Revolution
The history of the United States is full of stories of brave men who fought tyranny in order to create a land of the free and the home of the brave. Students' first experience with history relates tales of the Founding Fathers who fought the American Revolution and won. Their actions allowed this country to break away from Great Britain and become an independent and autonomous nation where all men were created equal. This naive believe in the founding of the United States, however, overlooks a series of crimes against humanity both on the shores of America and in the islands of the Atlantic Ocean, such as Jamaica. Much of the American and then the world economy were built upon the bloodied backs of enslaved black men, women, and children. Throughout the 17th, 18th, and early 19th centuries shiploads of slaves from Africa were sent across the Atlantic to work themselves to death in the American south in the islands of the Atlantic, like the Caribbean sugar plantations. The attitudes of the white majority in these areas were that all of the darker skinned people in the world were naturally inferior because of the color of their skin. Unwilling to continue on in this vain for generations into the future, there were several groups who went on to rebel against the slave trade by any means necessary. In the books Bury the Chains and Revolution in the Caribbean, authors Dubois and Hochschild delve into the various steps taken by these many factions who refused to longer participate in a system which they determined was both highly immoral and wholly unethical. In order to abolish this most inhumane of practices, it took some actions that were violent in nature, but also many nonviolent philosophical debates in homes and courtrooms in order to save human beings from slavery.
Part I:
In combating the slave trade, abolitions led a political campaign to force governments into realizing the truth of their positions, that no man has the right to enslave or own another man through any criteria, but particularly based upon the difference between a man's skin color and that of the majority. The British who wanted to abolish slavery took to the media through pamphlets and newspapers, and then to the courtrooms that there would be a legal precedent outlawing components of slavery. This legislation would slowly but surely chip away at the legalization of slavery until there was no foundation in British law for the keeping, selling, or trading of slaves both in Britain itself and throughout the empire.

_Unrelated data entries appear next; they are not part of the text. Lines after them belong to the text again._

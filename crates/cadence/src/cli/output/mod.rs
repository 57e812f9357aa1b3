//! Output formatting utilities

use console::{style, Style};
use serde_json::{json, Value};

use cadence_release::{PackageOutcome, SessionSnapshot};
use cadence_strategies::BumpType;

/// Print a success message
pub fn success(message: &str) {
    println!("{} {}", style("✓").green().bold(), message);
}

/// Print an error message
pub fn error(message: &str) {
    eprintln!("{} {}", style("✗").red().bold(), message);
}

/// Print an info message
pub fn info(message: &str) {
    println!("{} {}", style("→").blue(), message);
}

/// Create a styled header
pub fn header(text: &str) -> String {
    style(text).bold().to_string()
}

/// Create a styled key-value line
pub fn key_value(key: &str, value: &str) -> String {
    format!("  {}: {}", style(key).dim(), value)
}

/// Style for a bump type
pub fn bump_style(bump: BumpType) -> Style {
    match bump {
        BumpType::Major => Style::new().red().bold(),
        BumpType::Minor => Style::new().green().bold(),
        BumpType::Patch => Style::new().cyan(),
        BumpType::Sync => Style::new().magenta(),
        BumpType::None => Style::new().dim(),
    }
}

/// Style for paths
pub fn path_style() -> Style {
    Style::new().cyan()
}

/// JSON document describing a batch of package outcomes
pub fn outcomes_json(outcomes: &[PackageOutcome]) -> Value {
    let packages: Vec<Value> = outcomes
        .iter()
        .map(|outcome| match outcome {
            PackageOutcome::Completed(snapshot) => json!({
                "package": snapshot.package,
                "ok": true,
                "snapshot": snapshot,
            }),
            PackageOutcome::Failed(err) => json!({
                "package": err.package,
                "ok": false,
                "error": err.source.to_string(),
            }),
        })
        .collect();
    json!({ "packages": packages })
}

/// Print the version decision of a session
pub fn print_decision(snapshot: &SessionSnapshot) {
    let decision = &snapshot.decision;
    println!("{}", header(&snapshot.package));
    println!("{}", key_value("Range", &snapshot.range));
    println!("{}", key_value("Commits", &snapshot.commit_count.to_string()));
    println!("{}", key_value("Current", &decision.current_version));
    println!(
        "{}",
        key_value(
            "Next",
            &bump_style(decision.bump_type)
                .apply_to(&decision.target_version)
                .to_string()
        )
    );
    println!(
        "{}",
        key_value(
            "Bump",
            &bump_style(decision.bump_type)
                .apply_to(decision.bump_type)
                .to_string()
        )
    );
    println!("{}", key_value("Reason", &decision.reason));
}
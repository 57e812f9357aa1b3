//! Changelog formatters

mod markdown;

pub use markdown::{MarkdownFormatter, RenderOptions};

use chrono::NaiveDate;

use crate::categorizer::CategorizedCommits;
use crate::document::VersionLabel;

/// Trait for changelog formatters
///
/// Output must depend only on the arguments, so repeated runs over the same
/// range produce identical text.
pub trait ChangelogFormatter: Send + Sync {
    /// Document preamble emitted once per render
    fn preamble(&self) -> String;

    /// Render one release block, header line included
    fn format_release(
        &self,
        label: &VersionLabel,
        date: Option<NaiveDate>,
        commits: &CategorizedCommits,
    ) -> String;

    /// Preamble plus one release block
    fn render(
        &self,
        label: &VersionLabel,
        date: Option<NaiveDate>,
        commits: &CategorizedCommits,
    ) -> String {
        format!(
            "{}\n\n{}",
            self.preamble().trim_end(),
            self.format_release(label, date, commits)
        )
    }
}
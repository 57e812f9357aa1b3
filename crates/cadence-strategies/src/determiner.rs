//! Release version decisions
//!
//! The determiner reconciles three inputs that can disagree: the version in
//! the package manifest, the versions already written to the changelog, and
//! the commits in the release range. Every changelog lookup goes through
//! [`ChangelogDocument`], so the guards and the merger agree on what a
//! version header is.

use cadence_changelog::{ChangelogDocument, CommitType, SemanticCommit, VersionLabel};
use cadence_core::error::Result;
use semver::Version;
use serde::{Deserialize, Serialize};
use tracing::{debug, info, instrument};

use crate::semver::SemVerStrategy;
use crate::traits::VersionStrategy;
use crate::types::BumpType;

/// Outcome of a version determination
#[derive(Debug, Clone, PartialEq, Eq, Serialize, Deserialize)]
pub struct VersionDecision {
    /// Version read from the manifest, normalized
    pub current_version: String,
    /// Version to release; equals `current_version` when nothing is bumped
    pub target_version: String,
    pub bump_type: BumpType,
    pub should_bump: bool,
    /// Human readable explanation
    pub reason: String,
}

impl VersionDecision {
    fn skip(current: &Version, reason: impl Into<String>) -> Self {
        Self {
            current_version: current.to_string(),
            target_version: current.to_string(),
            bump_type: BumpType::None,
            should_bump: false,
            reason: reason.into(),
        }
    }

    /// Keep the current version, recording why the bump was held back
    pub fn withheld(self, reason: impl Into<String>) -> Self {
        Self {
            target_version: self.current_version.clone(),
            current_version: self.current_version,
            bump_type: BumpType::None,
            should_bump: false,
            reason: reason.into(),
        }
    }

    fn release(current: &Version, target: &Version, bump_type: BumpType, reason: String) -> Self {
        Self {
            current_version: current.to_string(),
            target_version: target.to_string(),
            bump_type,
            should_bump: true,
            reason,
        }
    }
}

/// Decides the next version for a package
pub struct VersionDeterminer {
    strategy: Box<dyn VersionStrategy>,
}

impl VersionDeterminer {
    /// Create a determiner using the given strategy
    pub fn new(strategy: Box<dyn VersionStrategy>) -> Self {
        Self { strategy }
    }

    /// Decide whether and how to bump `current`
    ///
    /// `commits` is the release range as returned by the resolver. An
    /// unparseable `current` is the only error.
    #[instrument(skip(self, commits, changelog), fields(strategy = self.strategy.name(), commits = commits.len(), documented = changelog.len()))]
    pub fn determine(
        &self,
        current: &str,
        commits: &[SemanticCommit],
        changelog: &ChangelogDocument,
    ) -> Result<VersionDecision> {
        let current_raw = current.trim();
        if commits.is_empty() {
            let current_version = self
                .strategy
                .parse(current_raw)
                .map(|v| v.to_string())
                .unwrap_or_else(|_| current_raw.to_string());
            return Ok(VersionDecision {
                target_version: current_version.clone(),
                current_version,
                bump_type: BumpType::None,
                should_bump: false,
                reason: "no commits in range".to_string(),
            });
        }

        let current = self.strategy.parse(current_raw)?;

        if already_released(&current, commits, changelog) {
            debug!(version = %current, "range already documented under current version");
            return Ok(VersionDecision::skip(
                &current,
                format!("version {} already exists in changelog", current),
            ));
        }

        let is_breaking = commits.iter().any(|c| c.is_breaking);
        let is_feature = commits.iter().any(|c| c.commit_type == CommitType::Feat);
        let bump_type = self.strategy.determine_bump_type(is_breaking, is_feature);
        let next = self.strategy.bump(&current, bump_type)?;
        debug!(%bump_type, next = %next, is_breaking, is_feature, "candidate bump");

        if changelog.contains(&next) {
            return Ok(VersionDecision::skip(
                &current,
                format!("version {} already exists in changelog", next),
            ));
        }

        if current == next {
            return Ok(VersionDecision::skip(
                &current,
                format!("version {} already applied", next),
            ));
        }

        if let Some(latest) = changelog.latest_version().filter(|latest| **latest > next) {
            info!(from = %current, to = %latest, "syncing to changelog version");
            return Ok(VersionDecision::release(
                &current,
                latest,
                BumpType::Sync,
                format!(
                    "changelog already documents {}; syncing from {}",
                    latest, current
                ),
            ));
        }

        info!(from = %current, to = %next, %bump_type, "version bump decided");
        Ok(VersionDecision::release(
            &current,
            &next,
            bump_type,
            format!(
                "{} bump from {} commit(s): {} breaking, {} feature",
                bump_type,
                commits.len(),
                commits.iter().filter(|c| c.is_breaking).count(),
                commits
                    .iter()
                    .filter(|c| c.commit_type == CommitType::Feat)
                    .count()
            ),
        ))
    }
}

impl Default for VersionDeterminer {
    fn default() -> Self {
        Self::new(Box::new(SemVerStrategy::new()))
    }
}

/// Whether the block for `current` already references every commit in range
fn already_released(
    current: &Version,
    commits: &[SemanticCommit],
    changelog: &ChangelogDocument,
) -> bool {
    if !changelog.contains(current) {
        return false;
    }
    let label = VersionLabel::Version(current.clone());
    commits
        .iter()
        .all(|c| changelog.block_mentions(&label, &c.short_hash))
}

The British were initially highly involved in the slave trade. Not only did the British Empire enslave Africans and put them to work on plantations and in servitude in British colonies, but they also sold slaves to the United States and other countries, strengthening their economy by causing misery and death to other beings. In Bury the Chains, Adam Hochschild writes: "Among the sounds that defined the world of British slavery were the clatter of chains on slave ships and, on Caribbean plantations, the pistol-like cracks of drivers' whips, marking the start of work in the fields before sunrise, meal breaks, and the workdays' end" (41). Sugar was a major commodity on the continent because of its lack of availability and its inability to be grown. Consequently, the importation of the product was serious business. 6.3 million gallons of sugar were being imported to England every single year (Hochschild 54). In order to meet this demand, more and more crops had to be grown in the Caribbean. The plantation would need to utilize the services of more men to harvest the crops they had planted. Only through using slave labor could the plantations service the needs of British citizens. As long as there was a need, white plantation owners would live like kings while the Africans toiled and suffered to harvest the sugar.
In order to abolish slavery, there were moments of violence but much of the battle over the righteousness of the practice took place in courtrooms and government houses and the weapons which fought over the issue were law books and reason. One such case was that of a black man named Jonathan Strong who was badly beaten and left to die in the streets. He was represented by one Granville Sharp who found slavery to be antithetical not only to the legislation of the British law but to the religious position of a Christian man. After and during the incident, Sharp took it upon himself to turn public opinion against slavery, even writing a treatise "On the...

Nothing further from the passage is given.